1. Price the working setup, not the headline
Every platform has a number on the homepage and a number you'll actually pay. GloriaFood's "free" needed $29/month for card payments before it worked for delivery; subscription platforms quote before processing fees; no-monthly-fee models put it all in one per-order rate. Build the comparison on your volume: what does a normal month cost, end to end, on each?
2. Confirm you can leave
The single biggest lesson of the GloriaFood sunset: platforms end, and your data needs to outlive them. Before signing anything, confirm in writing that your menu, guest database, and order history export freely, in usable formats, whenever you want. A platform confident you'll stay doesn't need to lock the doors.
3. Integrations — by name, in writing
"Integrates with most POS systems" is a sentence, not an integration. Name your till, your delivery dispatch, your card processor, and get a yes for each — then test the loop during the trial: order in, ticket out, payment reconciled.
4. Test support before you need it
Send a real question during the trial, on a Saturday evening, and time the answer. GloriaFood's operators ran eighteen months without working support — on paid plans. Response time is a feature; measure it like one.
5. Read the exit terms before the entry ones
Contract length, notice period, what happens to your storefront and data on the day you leave. No contract and no exit friction (Storekit's model) sets the benchmark; anything longer than a year should buy you something visible in return.

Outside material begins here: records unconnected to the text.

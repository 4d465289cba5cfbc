//! # Hardware Abstraction Layer (HAL)
//!
//! O módulo `arch` é a única ponte entre o Kernel Core (lógica agnóstica) e o
//! hardware real. Toda interação com registradores, instruções privilegiadas
//! e controle de CPU passa por aqui.
//!
//! 1. O Kernel Core importa `crate::arch::Cpu`.
//! 2. `Cpu` é um type alias para a implementação concreta (ex: `x86_64::cpu::X64Cpu`).
//! 3. Funções como `Cpu::halt()` ou `Cpu::disable_interrupts()` viram as
//!    instruções assembly específicas (`hlt`, `cli`).

pub mod traits;

// Seleção de Arquitetura: x86_64
#[cfg(target_arch = "x86_64")]
pub mod x86_64;

#[cfg(target_arch = "x86_64")]
pub use x86_64 as platform;

pub use platform::Cpu;
pub use traits::cpu::{CoreId, CpuOps};

#[cfg(feature = "self_test")]
pub mod test;
//! Panic Handler.
//!
//! Quando o Rust detecta um estado irrecuperável, esta função é chamada.
//! É o segundo nível de erro do kernel: defeitos do próprio kernel param
//! a máquina inteira, nunca tentam continuar.
//!
//! # Comportamento
//! 1. Desabilita interrupções (evita cascata de panics).
//! 2. Loga o diagnóstico na Serial.
//! 3. Trava a CPU (hlt loop).

use crate::arch::Cpu;
use crate::arch::CpuOps;
use core::panic::PanicInfo;

#[panic_handler]
fn panic(info: &PanicInfo) -> ! {
    Cpu::disable_interrupts();

    crate::kerror!("================ KERNEL PANIC ================");

    if let Some(location) = info.location() {
        crate::kerror!("Arquivo:");
        crate::kerror!(location.file());
        crate::kerror!("Linha:", location.line() as u64);
    }

    // A mensagem usa core::fmt apenas aqui, no caminho frio.
    let _ = core::fmt::write(
        &mut crate::drivers::serial::PanicWriter,
        format_args!("{}\n", info.message()),
    );

    crate::kerror!("==============================================");

    Cpu::hang();
}
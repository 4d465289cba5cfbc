//! Testes de memória: política de page fault, PMM e demand paging.

use crate::arch::platform::trap::Privilege;
use crate::klib::test_framework::{check, run_test_suite, TestCase, TestResult};
use crate::mm::fault::{
    demand_page, disposition, DemandPageError, FaultVerdict, KillReason, PageFaultErrorCode,
};
use crate::mm::{phys_to_virt, pmm, vmm, KERNEL_BASE, PAGE_SIZE};
use crate::sched::Task;

const MEMORY_TESTS: &[TestCase] = &[
    TestCase::new("fault_kernel_context_fatal", test_fault_kernel_fatal),
    TestCase::new("fault_no_task_fatal", test_fault_no_task),
    TestCase::new("fault_out_of_range_kills", test_fault_out_of_range),
    TestCase::new("fault_guard_page_kills", test_fault_guard_page),
    TestCase::new("fault_in_bounds_demand_pages", test_fault_demand_page),
    TestCase::new("fault_kernel_below_base_falls_through", test_fault_kernel_below_base),
    TestCase::new("pmm_alloc_free_roundtrip", test_pmm_alloc_free),
    TestCase::new("demand_page_maps_zeroed", test_demand_page_zeroed),
    TestCase::new("demand_page_no_leak_on_remap", test_demand_page_no_leak),
];

pub fn run_memory_tests() {
    run_test_suite("MM", MEMORY_TESTS);
}

const NO_ERR: PageFaultErrorCode = PageFaultErrorCode::empty();

/// Falha de kernel em endereço do kernel: aborto do sistema.
fn test_fault_kernel_fatal() -> TestResult {
    check(
        disposition(Privilege::Kernel, Some(0x10000), KERNEL_BASE + 0x1000, NO_ERR)
            == FaultVerdict::KernelFault,
    )
}

/// Falha sem tarefa corrente: sempre defeito do kernel.
fn test_fault_no_task() -> TestResult {
    check(
        disposition(Privilege::Kernel, None, KERNEL_BASE + 0x1000, NO_ERR)
            == FaultVerdict::KernelFault
            && disposition(Privilege::User, None, 0x1000, NO_ERR) == FaultVerdict::KernelFault,
    )
}

/// Endereço além do limite da tarefa: mata, sem alocar.
fn test_fault_out_of_range() -> TestResult {
    let free_before = pmm::free_frames();
    let verdict = disposition(Privilege::User, Some(0x10000), 0x20000, NO_ERR);
    check(verdict == FaultVerdict::Kill(KillReason::OutOfRange) && pmm::free_frames() == free_before)
}

/// Guard page (bit PROTECTION) dentro do limite: mata, sem alocar.
fn test_fault_guard_page() -> TestResult {
    let free_before = pmm::free_frames();
    let verdict = disposition(
        Privilege::User,
        Some(0x10000),
        0x8000,
        PageFaultErrorCode::PROTECTION | PageFaultErrorCode::USER,
    );
    check(verdict == FaultVerdict::Kill(KillReason::GuardPage) && pmm::free_frames() == free_before)
}

/// Falha legítima dentro do limite: demand paging.
fn test_fault_demand_page() -> TestResult {
    check(
        disposition(Privilege::User, Some(0x10000), 0x8000, PageFaultErrorCode::USER)
            == FaultVerdict::DemandPage,
    )
}

/// Falha de kernel ABAIXO da base do kernel com tarefa corrente: cai nas
/// checagens por tarefa em vez de abortar.
fn test_fault_kernel_below_base() -> TestResult {
    check(
        disposition(Privilege::Kernel, Some(0x10000), 0x8000, NO_ERR)
            == FaultVerdict::DemandPage
            && disposition(Privilege::Kernel, Some(0x10000), 0x20000, NO_ERR)
                == FaultVerdict::Kill(KillReason::OutOfRange),
    )
}

/// Frame alocado é alinhado e volta ao contador ao ser liberado.
fn test_pmm_alloc_free() -> TestResult {
    let free_before = pmm::free_frames();
    let frame = match pmm::alloc_frame() {
        Some(frame) => frame,
        None => return TestResult::Failed,
    };
    let aligned = frame % PAGE_SIZE as u64 == 0;
    let counted = pmm::free_frames() == free_before - 1;
    pmm::free_frame(frame);
    check(aligned && counted && pmm::free_frames() == free_before)
}

/// Demand paging mapeia a página zerada no endereço arredondado.
fn test_demand_page_zeroed() -> TestResult {
    let p4 = match vmm::create_address_space() {
        Ok(p4) => p4,
        Err(_) => return TestResult::Failed,
    };
    let task = Task::with_address_space("mm_teste", p4, 0x10000);

    if demand_page(&task, 0x4321).is_err() {
        return TestResult::Failed;
    }

    let phys = match vmm::translate_in(p4, 0x4000) {
        Some(phys) => phys,
        None => return TestResult::Failed,
    };

    // A página recém-mapeada deve estar toda zerada
    let bytes = unsafe { core::slice::from_raw_parts(phys_to_virt(phys), PAGE_SIZE) };
    check(bytes.iter().all(|&b| b == 0) && !task.killed())
}

/// Mapear duas vezes a mesma página falha sem vazar o frame alocado.
fn test_demand_page_no_leak() -> TestResult {
    let p4 = match vmm::create_address_space() {
        Ok(p4) => p4,
        Err(_) => return TestResult::Failed,
    };
    let task = Task::with_address_space("mm_teste_2", p4, 0x10000);

    if demand_page(&task, 0x6000).is_err() {
        return TestResult::Failed;
    }

    let free_before = pmm::free_frames();
    let second = demand_page(&task, 0x6000);
    check(second == Err(DemandPageError::MapFailed) && pmm::free_frames() == free_before)
}
//! Framework de testes do kernel
//!
//! Suites rodam dentro do próprio kernel durante o boot (feature
//! `self_test`), reportando pela serial.

/// Resultado de teste
#[derive(Debug, Clone, Copy, PartialEq, Eq)]
pub enum TestResult {
    Passed,
    Failed,
    Skipped,
}

/// Um caso de teste
pub struct TestCase {
    pub name: &'static str,
    pub func: fn() -> TestResult,
}

impl TestCase {
    pub const fn new(name: &'static str, func: fn() -> TestResult) -> Self {
        Self { name, func }
    }
}

/// Executa suite de testes, retornando (passed, failed, skipped)
pub fn run_test_suite(name: &str, tests: &[TestCase]) -> (usize, usize, usize) {
    crate::klog!("=== Executando suite: ");
    crate::klog!(name);
    crate::knl!();

    let mut passed = 0;
    let mut failed = 0;
    let mut skipped = 0;

    for test in tests {
        match (test.func)() {
            TestResult::Passed => {
                crate::klog!("[PASS] ");
                passed += 1;
            }
            TestResult::Failed => {
                crate::klog!("[FAIL] ");
                failed += 1;
            }
            TestResult::Skipped => {
                crate::klog!("[SKIP] ");
                skipped += 1;
            }
        }
        crate::klog!(test.name);
        crate::knl!();
    }

    crate::kinfo!("Resultados: passed=", passed as u64);
    if failed > 0 {
        crate::kerror!("Resultados: failed=", failed as u64);
    }
    (passed, failed, skipped)
}

/// Converte uma condição booleana em TestResult.
pub fn check(cond: bool) -> TestResult {
    if cond {
        TestResult::Passed
    } else {
        TestResult::Failed
    }
}
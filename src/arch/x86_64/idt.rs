//! Gerenciamento da Interrupt Descriptor Table (IDT).
//!
//! Define a tabela usada pela CPU para despachar exceções de hardware
//! (Page Fault, GPF, etc.), interrupções externas (IRQs) e o vetor de
//! syscall invocável do Ring 3.
//!
//! Detalhes de Implementação:
//! - Define `IdtEntry` conforme especificação AMD64/Intel 64 (16 bytes).
//! - Mantém uma tabela estática de 256 entradas, compartilhada por todos os
//!   núcleos; construída uma única vez no boot, só leitura depois.
//! - `init()` aponta cada vetor para seu stub em `vectors.rs`.
//! - `load()` configura o registrador IDTR do núcleo atual (`lidt`).

use crate::arch::x86_64::gdt::KERNEL_CODE_SEL;
use crate::arch::x86_64::trap::T_SYSCALL;
use crate::arch::x86_64::vectors;
use crate::sync::Spinlock;
use core::mem::size_of;

pub const IDT_ENTRIES: usize = 256;

/// Present | DPL 0 | Interrupt Gate.
/// Vetores comuns: só hardware (ou o próprio kernel) pode dispará-los;
/// a CPU desabilita interrupções ao entrar.
pub const GATE_KERNEL_INTERRUPT: u8 = 0x8E;

/// Present | DPL 3 | Trap Gate.
/// O vetor de syscall: invocável por `int` diretamente do Ring 3.
pub const GATE_USER_TRAP: u8 = 0xEF;

/// Entrada da IDT (16 bytes em 64-bit)
#[derive(Debug, Clone, Copy)]
#[repr(C, packed)]
pub struct IdtEntry {
    offset_low: u16,
    selector: u16,
    ist_reserved: u8, // Bits 0-2: IST, 3-7: Reservado
    type_attr: u8,    // Gate Type, DPL, Present
    offset_mid: u16,
    offset_high: u32,
    reserved: u32,
}

impl IdtEntry {
    /// Cria uma entrada vazia (não presente)
    pub const fn missing() -> Self {
        Self {
            offset_low: 0,
            selector: 0,
            ist_reserved: 0,
            type_attr: 0,
            offset_mid: 0,
            offset_high: 0,
            reserved: 0,
        }
    }

    /// Cria uma entrada presente apontando para um handler
    pub fn new(handler: u64, type_attr: u8) -> Self {
        Self {
            offset_low: (handler & 0xFFFF) as u16,
            selector: KERNEL_CODE_SEL.0,
            ist_reserved: 0,
            type_attr,
            offset_mid: ((handler >> 16) & 0xFFFF) as u16,
            offset_high: (handler >> 32) as u32,
            reserved: 0,
        }
    }

    /// Endereço do handler codificado na entrada.
    pub fn handler(&self) -> u64 {
        let low = self.offset_low;
        let mid = self.offset_mid;
        let high = self.offset_high;
        low as u64 | ((mid as u64) << 16) | ((high as u64) << 32)
    }

    pub fn type_attr(&self) -> u8 {
        self.type_attr
    }

    /// DPL: privilégio mínimo para invocar o vetor voluntariamente via `int`.
    pub fn dpl(&self) -> u8 {
        (self.type_attr >> 5) & 0x3
    }

    pub fn is_present(&self) -> bool {
        self.type_attr & 0x80 != 0
    }
}

/// A Tabela IDT propriamente dita
#[repr(C, align(16))]
pub struct Idt {
    entries: [IdtEntry; IDT_ENTRIES],
}

/// Descritor para LIDT
#[repr(C, packed)]
struct IdtDescriptor {
    limit: u16,
    base: u64,
}

// Tabela compartilhada por todos os núcleos; escrita apenas em init().
static IDT: Spinlock<Idt> = Spinlock::new(Idt {
    entries: [IdtEntry::missing(); IDT_ENTRIES],
});

/// Constrói a tabela de vetores.
///
/// Todos os 256 vetores apontam para o stub genérico correspondente como
/// interrupt gate restrito ao kernel; a exceção é o vetor de syscall,
/// instalado como trap gate invocável do Ring 3.
///
/// # Safety
///
/// Deve rodar exatamente uma vez, no BSP, antes de qualquer trap possível.
pub unsafe fn init() {
    let mut idt = IDT.lock();

    for vector in 0..IDT_ENTRIES {
        idt.entries[vector] =
            IdtEntry::new(vectors::stub_addr(vector), GATE_KERNEL_INTERRUPT);
    }

    idt.entries[T_SYSCALL as usize] =
        IdtEntry::new(vectors::stub_addr(T_SYSCALL as usize), GATE_USER_TRAP);

    crate::kdebug!("(IDT) Tabela de vetores construida. Entradas=", IDT_ENTRIES as u64);
}

/// Ativa a tabela compartilhada no núcleo atual (`lidt`).
///
/// # Safety
///
/// `init()` deve ter construído a tabela antes. Chamar uma vez por núcleo.
pub unsafe fn load() {
    let idt = IDT.lock();
    let descriptor = IdtDescriptor {
        limit: (size_of::<Idt>() - 1) as u16,
        base: &*idt as *const Idt as u64,
    };
    core::arch::asm!(
        "lidt [{}]",
        in(reg) &descriptor,
        options(readonly, nostack, preserves_flags)
    );
}

/// Cópia da entrada de um vetor (para inspeção nos self-tests).
pub fn entry(vector: u8) -> IdtEntry {
    IDT.lock().entries[vector as usize]
}
//! # Primitivas de Sincronização
//!
//! ## Hierarquia de Uso
//!
//! ```text
//! Spinlock   → Seções críticas curtas (não pode dormir; seguro em IRQ)
//! CondVar    → Espera por condição com broadcast (waiters re-checam)
//! ```
//!
//! ## Regras
//!
//! - **Spinlock**: desabilita interrupções no núcleo local enquanto o guard
//!   vive; é a única primitiva permitida dentro de handlers de interrupção.
//! - **Ordem de Lock**: sempre adquirir na mesma ordem para evitar deadlock.

pub mod condvar;
pub mod spinlock;

pub use condvar::CondVar;
pub use spinlock::{Spinlock, SpinlockGuard};
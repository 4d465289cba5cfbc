//! Orquestrador de Agendamento.
//!
//! Round-robin FIFO: o loop do scheduler de cada núcleo retira a próxima
//! tarefa da fila global, troca para ela e a re-enfileira quando ela cede.
//!
//! ## Mecanismos de Execução:
//! - **Cooperativo:** tarefas cedem voluntariamente via `yield_now()`.
//! - **Preemptivo:** o dispatcher de traps chama `yield_now()` no tick do
//!   timer quando a tarefa corrente está em `Running`.

use crate::arch::{Cpu, CpuOps};
use crate::sched::context;
use crate::sched::percpu;
use crate::sched::task::{Task, TaskState};
use crate::sync::Spinlock;
use alloc::collections::VecDeque;
use alloc::sync::Arc;

static RUNQUEUE: Spinlock<VecDeque<Arc<Task>>> = Spinlock::new(VecDeque::new());

/// Tarefas mortas aguardando liberação de recursos.
static ZOMBIES: Spinlock<VecDeque<Arc<Task>>> = Spinlock::new(VecDeque::new());

/// Coloca uma tarefa na fila de execução.
pub fn spawn(task: Arc<Task>) {
    crate::ktrace!("(Sched) Nova tarefa na fila. TID=", task.tid.as_u32() as u64);
    task.set_state(TaskState::Ready);
    RUNQUEUE.lock().push_back(task);
}

/// Loop do scheduler do núcleo atual. Nunca retorna.
///
/// Cada iteração escolhe a próxima tarefa, troca para ela e trata o estado
/// em que ela voltou (cedeu, bloqueou ou morreu).
pub fn scheduler_loop() -> ! {
    crate::kinfo!("(Sched) Scheduler ativo no nucleo:", Cpu::core_id() as u64);
    loop {
        let next = RUNQUEUE.lock().pop_front();

        match next {
            Some(task) => {
                Cpu::disable_interrupts();
                task.set_state(TaskState::Running);
                percpu::set_current(task.clone());

                let slot = percpu::slot();
                // SAFETY: interrupções desabilitadas; contextos vivos
                unsafe { context::switch(slot.scheduler.get(), task.context_ptr()) }

                // A tarefa devolveu a CPU
                if let Some(prev) = percpu::take_current() {
                    match prev.state() {
                        TaskState::Ready => RUNQUEUE.lock().push_back(prev),
                        TaskState::Zombie => ZOMBIES.lock().push_back(prev),
                        // Blocked fica fora da fila; quem acordar re-enfileira
                        _ => {}
                    }
                }
                reap_zombies();
            }
            None => {
                // Fila vazia: dormir até a próxima interrupção
                Cpu::enable_interrupts();
                Cpu::halt();
            }
        }
    }
}

/// Cede a CPU voluntariamente. Retorna quando a tarefa for re-escalonada.
pub fn yield_now() {
    let task = match percpu::current_task() {
        Some(task) => task,
        None => return,
    };

    let interrupts_were_enabled = Cpu::interrupts_enabled();
    Cpu::disable_interrupts();

    task.set_state(TaskState::Ready);
    // SAFETY: interrupções desabilitadas; o scheduler re-enfileira a tarefa
    unsafe { context::switch(task.context_ptr(), percpu::slot().scheduler.get()) }

    if interrupts_were_enabled {
        Cpu::enable_interrupts();
    }
}

/// Termina a tarefa corrente. Não retorna.
pub fn exit_current() -> ! {
    let task = match percpu::current_task() {
        Some(task) => task,
        None => panic!("exit sem tarefa corrente"),
    };

    crate::kdebug!("(Sched) Tarefa terminando. TID=", task.tid.as_u32() as u64);

    Cpu::disable_interrupts();
    task.set_state(TaskState::Zombie);
    // SAFETY: interrupções desabilitadas; o scheduler recolhe a zumbi
    unsafe { context::switch(task.context_ptr(), percpu::slot().scheduler.get()) }

    panic!("tarefa zumbi retomada");
}

/// Libera recursos de tarefas mortas (drop do último Arc).
fn reap_zombies() {
    let mut zombies = ZOMBIES.lock();
    let count = zombies.len();
    if count > 0 {
        crate::ktrace!("(Sched) Limpando zumbis. Total=", count as u64);
        zombies.clear();
    }
}
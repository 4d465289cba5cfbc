//! Gerenciamento da Global Descriptor Table (GDT) e Task State Segment (TSS).
//!
//! A GDT define os segmentos de Código/Dados para Kernel e Usuário; os bits
//! baixos de CS em um trap frame dizem o privilégio do contexto interrompido.
//! O TSS fornece a stack de kernel (RSP0) usada pela CPU ao cruzar de Ring 3
//! para Ring 0 em uma interrupção.

use crate::sync::Spinlock;
use core::arch::asm;
use core::cell::UnsafeCell;
use core::mem::size_of;

/// Seletor de segmento
#[derive(Debug, Clone, Copy, PartialEq, Eq)]
#[repr(transparent)]
pub struct SegmentSelector(pub u16);

impl SegmentSelector {
    pub const fn new(index: u16, rpl: u8) -> Self {
        Self((index << 3) | (rpl as u16))
    }
}

/// Constantes de seletores
// Index 0: Null
// Index 1: Kernel Code
// Index 2: Kernel Data
// Index 3: User Data
// Index 4: User Code
// Index 5: TSS (ocupa 2 slots em 64-bit)
pub const KERNEL_CODE_SEL: SegmentSelector = SegmentSelector::new(1, 0);
pub const KERNEL_DATA_SEL: SegmentSelector = SegmentSelector::new(2, 0);
pub const USER_DATA_SEL: SegmentSelector = SegmentSelector::new(3, 3);
pub const USER_CODE_SEL: SegmentSelector = SegmentSelector::new(4, 3);
pub const TSS_SEL: SegmentSelector = SegmentSelector::new(5, 0);

/// Entrada da GDT (64-bit)
#[derive(Debug, Clone, Copy)]
#[repr(C, packed)]
pub struct GdtEntry {
    limit_low: u16,
    base_low: u16,
    base_mid: u8,
    access: u8,
    flags_limit_high: u8,
    base_high: u8,
}

impl GdtEntry {
    pub const fn null() -> Self {
        Self {
            limit_low: 0,
            base_low: 0,
            base_mid: 0,
            access: 0,
            flags_limit_high: 0,
            base_high: 0,
        }
    }

    pub const fn kernel_code() -> Self {
        Self {
            limit_low: 0xFFFF,
            base_low: 0,
            base_mid: 0,
            access: 0x9A,           // Present, Ring 0, Code, Readable
            flags_limit_high: 0xAF, // Long mode, limit high
            base_high: 0,
        }
    }

    pub const fn kernel_data() -> Self {
        Self {
            limit_low: 0xFFFF,
            base_low: 0,
            base_mid: 0,
            access: 0x92, // Present, Ring 0, Data, Writable
            flags_limit_high: 0xCF,
            base_high: 0,
        }
    }

    pub const fn user_data() -> Self {
        Self {
            limit_low: 0xFFFF,
            base_low: 0,
            base_mid: 0,
            access: 0xF2, // Present, Ring 3, Data, Writable
            flags_limit_high: 0xCF,
            base_high: 0,
        }
    }

    pub const fn user_code() -> Self {
        Self {
            limit_low: 0xFFFF,
            base_low: 0,
            base_mid: 0,
            access: 0xFA, // Present, Ring 3, Code, Readable
            flags_limit_high: 0xAF,
            base_high: 0,
        }
    }

    /// Metade baixa do descritor de sistema do TSS (16 bytes no total).
    fn tss_low(base: u64, limit: u32) -> Self {
        Self {
            limit_low: (limit & 0xFFFF) as u16,
            base_low: (base & 0xFFFF) as u16,
            base_mid: ((base >> 16) & 0xFF) as u8,
            access: 0x89, // Present, 64-bit TSS (Available)
            flags_limit_high: ((limit >> 16) & 0xF) as u8,
            base_high: ((base >> 24) & 0xFF) as u8,
        }
    }

    /// Metade alta do descritor do TSS: bits 32-63 da base.
    fn tss_high(base: u64) -> Self {
        Self {
            limit_low: ((base >> 32) & 0xFFFF) as u16,
            base_low: ((base >> 48) & 0xFFFF) as u16,
            base_mid: 0,
            access: 0,
            flags_limit_high: 0,
            base_high: 0,
        }
    }
}

/// Task State Segment de 64-bit
#[repr(C, packed(4))]
pub struct TaskStateSegment {
    reserved0: u32,
    rsp0: u64,
    rsp1: u64,
    rsp2: u64,
    reserved1: u64,
    ist: [u64; 7],
    reserved2: u64,
    reserved3: u16,
    iomap_base: u16,
}

impl TaskStateSegment {
    const fn new() -> Self {
        Self {
            reserved0: 0,
            rsp0: 0,
            rsp1: 0,
            rsp2: 0,
            reserved1: 0,
            ist: [0; 7],
            reserved2: 0,
            reserved3: 0,
            iomap_base: size_of::<TaskStateSegment>() as u16,
        }
    }
}

const GDT_ENTRIES: usize = 7;

#[repr(C, align(16))]
struct Gdt {
    entries: [GdtEntry; GDT_ENTRIES],
}

#[repr(C, packed)]
struct GdtDescriptor {
    limit: u16,
    base: u64,
}

const INTERRUPT_STACK_SIZE: usize = 16 * 1024;

/// Stack usada pela CPU ao entrar no Ring 0 a partir do Ring 3 (TSS.RSP0).
/// UnsafeCell mantém o static em seção gravável; só a CPU escreve nela.
#[repr(C, align(16))]
struct InterruptStack(UnsafeCell<[u8; INTERRUPT_STACK_SIZE]>);

unsafe impl Sync for InterruptStack {}

static INTERRUPT_STACK: InterruptStack =
    InterruptStack(UnsafeCell::new([0; INTERRUPT_STACK_SIZE]));

// Tabela compartilhada por todos os núcleos; mutada apenas em init().
static GDT: Spinlock<Gdt> = Spinlock::new(Gdt {
    entries: [GdtEntry::null(); GDT_ENTRIES],
});

struct TssCell(UnsafeCell<TaskStateSegment>);

// SAFETY: escrito apenas em init() (boot single-core); depois lido só pela CPU
unsafe impl Sync for TssCell {}

static TSS: TssCell = TssCell(UnsafeCell::new(TaskStateSegment::new()));

/// Constrói a GDT e o TSS e ativa ambos no BSP.
///
/// # Safety
///
/// Chamar uma única vez, no boot, antes de habilitar interrupções.
pub unsafe fn init() {
    let tss_ptr = TSS.0.get();
    (*tss_ptr).rsp0 = INTERRUPT_STACK.0.get() as u64 + INTERRUPT_STACK_SIZE as u64;

    let tss_base = tss_ptr as u64;
    let tss_limit = (size_of::<TaskStateSegment>() - 1) as u32;

    {
        let mut gdt = GDT.lock();
        gdt.entries[0] = GdtEntry::null();
        gdt.entries[1] = GdtEntry::kernel_code();
        gdt.entries[2] = GdtEntry::kernel_data();
        gdt.entries[3] = GdtEntry::user_data();
        gdt.entries[4] = GdtEntry::user_code();
        gdt.entries[5] = GdtEntry::tss_low(tss_base, tss_limit);
        gdt.entries[6] = GdtEntry::tss_high(tss_base);
    }

    load();

    // Carrega o Task Register (apenas o BSP; ltr marca o TSS como Busy)
    asm!("ltr ax", in("ax") TSS_SEL.0, options(nostack, preserves_flags));
}

/// Ativa a GDT compartilhada no núcleo atual e recarrega os seletores.
///
/// # Safety
///
/// `init()` deve ter construído a tabela antes.
pub unsafe fn load() {
    let gdt = GDT.lock();
    let descriptor = GdtDescriptor {
        limit: (size_of::<Gdt>() - 1) as u16,
        base: &*gdt as *const Gdt as u64,
    };

    asm!(
        "lgdt [{desc}]",
        // Recarregar CS com far return
        "push {kcode}",
        "lea rax, [rip + 2f]",
        "push rax",
        "retfq",
        "2:",
        // Recarregar segmentos de dados
        "mov ds, {kdata:x}",
        "mov es, {kdata:x}",
        "mov ss, {kdata:x}",
        desc = in(reg) &descriptor,
        kcode = const KERNEL_CODE_SEL.0 as u64,
        kdata = in(reg) KERNEL_DATA_SEL.0,
        out("rax") _,
    );
}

6. Break the menu builder in the demo
Bring your worst item — the half-and-half meal deal, the build-your-own with twelve option groups — and watch the platform handle it. Menus only get more complicated; a builder straining in the demo is telling you the truth early.
The shortlist, by situation
| Your situation | Start with |
|---|---|
| Independent, watching costs, UK/EU | Storekit — £0/month, pay per order, no contract |
| Already on Square POS | Square Online — keep one system |
| Want fully managed, accept a monthly bill | Flipdish (~$79–199/month) |
| Large US full-service, POS-led | Toast |
| Migrating from GloriaFood | Anywhere with a dedicated importer — ours is free, with the Sundown Offer on top |
Frequently asked questions
What should I check before choosing?
True working-setup cost, data ownership, named integrations, support response time, exit terms, and menu-builder depth — all tested during the trial.
The biggest mistake?
Comparing headline prices instead of working setups — and ignoring exit terms until you need them.
Why does data ownership matter?
Platforms end. 123,000 GloriaFood operators are living that lesson now; choose so it never applies to you.
Choose like you'll have to leave one day. The platforms worth joining are the ones that make that easy — and the easiest way to know is to ask before you sign.